### YOUR ASSIGNMENT
Whenever a line in the data below includes the string "records", copy it out.

Stored data entries:

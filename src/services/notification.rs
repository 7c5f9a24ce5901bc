use reqwest::Client;
use serde::Serialize;
use std::time::Duration;
use tracing::{debug, error, warn};

use crate::config::{Config, EmailJsSettings};
use crate::models::Inquiry;

#[derive(Debug, Serialize, PartialEq)]
pub struct TemplateParams {
    pub from_name: String,
    pub from_email: String,
    pub fitness_goal: String,
    pub message: String,
    pub to_email: String,
    pub admin_dashboard_url: String,
}

#[derive(Debug, Serialize, PartialEq)]
pub struct EmailPayload {
    pub service_id: String,
    pub template_id: String,
    pub user_id: String,
    pub template_params: TemplateParams,
}

/// Best-effort admin email for new inquiries via the EmailJS REST API.
/// Delivery problems are logged and never reach the caller.
#[derive(Clone)]
pub struct EmailNotifier {
    client: Client,
    settings: Option<EmailJsSettings>,
    api_url: String,
    to_email: String,
    dashboard_url: String,
}

impl EmailNotifier {
    pub fn new(
        settings: Option<EmailJsSettings>,
        api_url: impl Into<String>,
        to_email: impl Into<String>,
        dashboard_url: impl Into<String>,
    ) -> Self {
        let client = Client::builder()
            .timeout(Duration::from_secs(10))
            .build()
            .unwrap_or_else(|e| {
                warn!("Failed to build notification client, using defaults: {}", e);
                Client::new()
            });

        EmailNotifier {
            client,
            settings,
            api_url: api_url.into(),
            to_email: to_email.into(),
            dashboard_url: dashboard_url.into(),
        }
    }

    pub fn from_config(config: &Config) -> Self {
        EmailNotifier::new(
            config.emailjs.clone(),
            &config.emailjs_api_url,
            &config.notification_email,
            config.dashboard_url(),
        )
    }

    pub fn is_enabled(&self) -> bool {
        self.settings.is_some()
    }

    pub fn payload(&self, settings: &EmailJsSettings, inquiry: &Inquiry) -> EmailPayload {
        EmailPayload {
            service_id: settings.service_id.clone(),
            template_id: settings.template_id.clone(),
            user_id: settings.public_key.clone(),
            template_params: TemplateParams {
                from_name: inquiry.name.clone(),
                from_email: inquiry.email.clone(),
                fitness_goal: inquiry.fitness_goal.clone(),
                message: inquiry.message.clone(),
                to_email: self.to_email.clone(),
                admin_dashboard_url: self.dashboard_url.clone(),
            },
        }
    }

    /// Returns whether the provider accepted the email.
    pub async fn notify_new_inquiry(&self, inquiry: &Inquiry) -> bool {
        let Some(settings) = &self.settings else {
            debug!("EmailJS is not configured, skipping notification");
            return false;
        };

        let payload = self.payload(settings, inquiry);
        match self.client.post(&self.api_url).json(&payload).send().await {
            Ok(response) if response.status().is_success() => {
                debug!("Inquiry notification sent for {}", inquiry.id);
                true
            }
            Ok(response) => {
                let status = response.status();
                let body = response.text().await.unwrap_or_default();
                warn!(
                    "Inquiry notification rejected with status {}: {}",
                    status, body
                );
                false
            }
            Err(e) => {
                error!("Failed to send inquiry notification: {}", e);
                false
            }
        }
    }
}

#[cfg(test)]
mod tests {
    use super::*;

    fn inquiry() -> Inquiry {
        Inquiry {
            id: "inq-1".to_string(),
            name: "Ana".to_string(),
            email: "ana@example.com".to_string(),
            fitness_goal: "Run a 10k".to_string(),
            message: "Can you help?".to_string(),
            created_at: 0,
        }
    }

    fn settings() -> EmailJsSettings {
        EmailJsSettings {
            service_id: "service_x".to_string(),
            template_id: "template_y".to_string(),
            public_key: "pk_z".to_string(),
        }
    }

    #[test]
    fn test_payload_shape() {
        let notifier = EmailNotifier::new(
            Some(settings()),
            "http://localhost/send",
            "sophie@example.com",
            "http://localhost:8080/admin",
        );
        let json = serde_json::to_value(notifier.payload(&settings(), &inquiry())).unwrap();

        assert_eq!(json["service_id"], "service_x");
        assert_eq!(json["user_id"], "pk_z");
        assert_eq!(json["template_params"]["from_name"], "Ana");
        assert_eq!(json["template_params"]["fitness_goal"], "Run a 10k");
        assert_eq!(json["template_params"]["to_email"], "sophie@example.com");
        assert_eq!(
            json["template_params"]["admin_dashboard_url"],
            "http://localhost:8080/admin"
        );
    }

    #[tokio::test]
    async fn test_unconfigured_notifier_skips() {
        let notifier = EmailNotifier::from_config(&Config::default());
        assert!(!notifier.is_enabled());
        assert!(!notifier.notify_new_inquiry(&inquiry()).await);
    }

    #[tokio::test]
    async fn test_unreachable_provider_is_swallowed() {
        let notifier = EmailNotifier::new(
            Some(settings()),
            "http://127.0.0.1:9/api/v1.0/email/send",
            "sophie@example.com",
            "http://localhost:8080/admin",
        );
        assert!(!notifier.notify_new_inquiry(&inquiry()).await);
    }
}
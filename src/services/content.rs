use futures::future::join_all;
use tracing::{debug, warn};

use crate::db::Database;
use crate::error::{is_unique_violation, AppError, AppResult};
use crate::models::{
    validate_key_name, BatchSaveReport, ContentField, ContentMap, FieldValue, Section,
    UpsertOutcome,
};
use crate::utils::misc::generate_uuid;
use crate::utils::time::current_timestamp_seconds;

const TABLE: &str = "section_content";

/// Accessor for the sparse `(section, field) -> value` override table.
///
/// Writes follow a check-then-update-or-insert protocol: the existence check
/// decides which statement runs. Concurrent writers to the same key are
/// last-write-wins; there is no versioning.
pub struct ContentService<'a> {
    db: &'a Database,
}

impl<'a> ContentService<'a> {
    pub fn new(db: &'a Database) -> Self {
        ContentService { db }
    }

    pub async fn get_all_rows(&self) -> AppResult<Vec<ContentField>> {
        let rows = sqlx::query_as::<_, ContentField>(
            r#"
            SELECT id, section, field, value, image_url, created_at, updated_at
            FROM section_content
            ORDER BY section, field
            "#,
        )
        .fetch_all(&self.db.pool)
        .await
        .map_err(|e| AppError::from_store(e, TABLE))?;

        Ok(rows)
    }

    #[cfg(test)]
    pub async fn get_row(&self, section: &str, field: &str) -> AppResult<Option<ContentField>> {
        let row = sqlx::query_as::<_, ContentField>(
            r#"
            SELECT id, section, field, value, image_url, created_at, updated_at
            FROM section_content
            WHERE section = ? AND field = ?
            "#,
        )
        .bind(section)
        .bind(field)
        .fetch_optional(&self.db.pool)
        .await
        .map_err(|e| AppError::from_store(e, TABLE))?;

        Ok(row)
    }

    pub async fn upsert_field(
        &self,
        section: &str,
        field: &str,
        value: &str,
        image_url: Option<&str>,
    ) -> AppResult<UpsertOutcome> {
        validate_key_name("section", section)?;
        validate_key_name("field", field)?;

        let existing: Option<(String,)> =
            sqlx::query_as("SELECT id FROM section_content WHERE section = ? AND field = ?")
                .bind(section)
                .bind(field)
                .fetch_optional(&self.db.pool)
                .await
                .map_err(|e| AppError::from_store(e, TABLE))?;

        if existing.is_some() {
            self.update_value(section, field, value, image_url).await?;
            debug!("Updated {}.{}", section, field);
            return Ok(UpsertOutcome::Updated);
        }

        let now = current_timestamp_seconds();
        let inserted = sqlx::query(
            r#"
            INSERT INTO section_content (id, section, field, value, image_url, created_at, updated_at)
            VALUES (?, ?, ?, ?, ?, ?, ?)
            "#,
        )
        .bind(generate_uuid())
        .bind(section)
        .bind(field)
        .bind(value)
        .bind(image_url)
        .bind(now)
        .bind(now)
        .execute(&self.db.pool)
        .await;

        match inserted {
            Ok(_) => {
                debug!("Inserted {}.{}", section, field);
                Ok(UpsertOutcome::Inserted)
            }
            Err(e) if is_unique_violation(&e) => {
                // another writer inserted the key after our check; the later write wins
                debug!("Lost insert race on {}.{}, updating instead", section, field);
                self.update_value(section, field, value, image_url).await?;
                Ok(UpsertOutcome::Updated)
            }
            Err(e) => Err(AppError::from_store(e, TABLE)),
        }
    }

    async fn update_value(
        &self,
        section: &str,
        field: &str,
        value: &str,
        image_url: Option<&str>,
    ) -> AppResult<()> {
        sqlx::query(
            r#"
            UPDATE section_content
            SET value = ?, image_url = COALESCE(?, image_url), updated_at = ?
            WHERE section = ? AND field = ?
            "#,
        )
        .bind(value)
        .bind(image_url)
        .bind(current_timestamp_seconds())
        .bind(section)
        .bind(field)
        .execute(&self.db.pool)
        .await
        .map_err(|e| AppError::from_store(e, TABLE))?;

        Ok(())
    }

    /// "Save all": empty values are skipped, the rest are written concurrently
    /// and reported per field.
    pub async fn save_fields(&self, fields: &[FieldValue]) -> BatchSaveReport {
        let pending: Vec<&FieldValue> = fields.iter().filter(|f| !f.value.is_empty()).collect();
        if pending.is_empty() {
            return BatchSaveReport::nothing_to_save();
        }

        self.upsert_all(pending).await
    }

    /// Write the section's defaults back through the regular upsert path.
    pub async fn revert_section(&self, section: Section) -> BatchSaveReport {
        let records: Vec<FieldValue> = section
            .defaults()
            .iter()
            .map(|(field, value)| FieldValue::new(section.as_str(), *field, *value))
            .collect();

        self.upsert_all(records.iter().collect()).await
    }

    async fn upsert_all(&self, records: Vec<&FieldValue>) -> BatchSaveReport {
        let results = join_all(records.into_iter().map(|record| async move {
            let result = self
                .upsert_field(&record.section, &record.field, &record.value, None)
                .await;
            if let Err(ref e) = result {
                warn!("Failed to save {}: {}", record.key(), e);
            }
            (record.clone(), result)
        }))
        .await;

        BatchSaveReport::from_results(results)
    }

    /// Effective content for the page. A failed read degrades to the defaults
    /// (second tuple element is `true`) instead of surfacing an error.
    pub async fn load_resolved(&self) -> (ContentMap, bool) {
        match self.get_all_rows().await {
            Ok(rows) => (resolve_content(&rows), false),
            Err(e) => {
                warn!("Failed to load content, serving defaults: {}", e);
                (default_content(), true)
            }
        }
    }
}

pub fn default_content() -> ContentMap {
    Section::ALL
        .into_iter()
        .map(|section| {
            let fields = section
                .defaults()
                .iter()
                .map(|(field, value)| (field.to_string(), value.to_string()))
                .collect();
            (section.as_str().to_string(), fields)
        })
        .collect()
}

/// Overlay stored rows onto the defaults. Empty stored values never replace a
/// default; sections without defaults pass through from storage.
pub fn resolve_content(rows: &[ContentField]) -> ContentMap {
    let mut resolved = default_content();

    for row in rows {
        if row.value.is_empty() {
            continue;
        }

        if Section::parse(&row.section).is_none() {
            debug!("Passing through content for unknown section {}", row.section);
        }

        resolved
            .entry(row.section.clone())
            .or_default()
            .insert(row.field.clone(), row.value.clone());
    }

    resolved
}
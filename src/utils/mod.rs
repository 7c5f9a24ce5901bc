pub mod auth;
pub mod misc;
pub mod password;
pub mod time;
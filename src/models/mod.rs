pub mod auth;
pub mod content;
pub mod defaults;
pub mod inquiry;
pub mod theme;
pub mod user;

pub use auth::*;
pub use content::*;
pub use inquiry::*;
pub use theme::*;
pub use user::*;
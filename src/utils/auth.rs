use crate::error::{AppError, AppResult};
use crate::models::Claims;
use chrono::{Duration, Utc};
use jsonwebtoken::{decode, encode, DecodingKey, EncodingKey, Header, Validation};

pub fn create_jwt(user_id: &str, secret: &str, expires_in: &str) -> AppResult<String> {
    let expiration = parse_duration(expires_in)?;
    let exp = Utc::now()
        .checked_add_signed(expiration)
        .ok_or_else(|| AppError::InternalServerError("Invalid expiration time".to_string()))?
        .timestamp();

    let claims = Claims {
        sub: user_id.to_string(),
        exp: Some(exp),
        iat: Some(Utc::now().timestamp()),
    };

    let token = encode(
        &Header::default(),
        &claims,
        &EncodingKey::from_secret(secret.as_bytes()),
    )?;

    Ok(token)
}

pub fn verify_jwt(token: &str, secret: &str) -> AppResult<Claims> {
    let token_data = decode::<Claims>(
        token,
        &DecodingKey::from_secret(secret.as_bytes()),
        &Validation::default(),
    )?;

    Ok(token_data.claims)
}

pub fn parse_duration(duration_str: &str) -> AppResult<Duration> {
    let duration_str = duration_str.trim();

    let parse = |value: &str| -> AppResult<i64> {
        value
            .parse()
            .map_err(|_| AppError::BadRequest("Invalid duration format".to_string()))
    };

    if let Some(hours) = duration_str.strip_suffix('h') {
        Ok(Duration::hours(parse(hours)?))
    } else if let Some(days) = duration_str.strip_suffix('d') {
        Ok(Duration::days(parse(days)?))
    } else if let Some(minutes) = duration_str.strip_suffix('m') {
        Ok(Duration::minutes(parse(minutes)?))
    } else {
        // Default to hours
        Ok(Duration::hours(parse(duration_str)?))
    }
}

pub fn extract_bearer_token(auth_header: &str) -> Option<String> {
    auth_header.strip_prefix("Bearer ").map(|s| s.trim().to_string())
}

### EXERCISE SOLUTION
        let records: Vec<FieldValue> = section
        self.upsert_all(records.iter().collect()).await
    async fn upsert_all(&self, records: Vec<&FieldValue>) -> BatchSaveReport {
        let results = join_all(records.into_iter().map(|record| async move {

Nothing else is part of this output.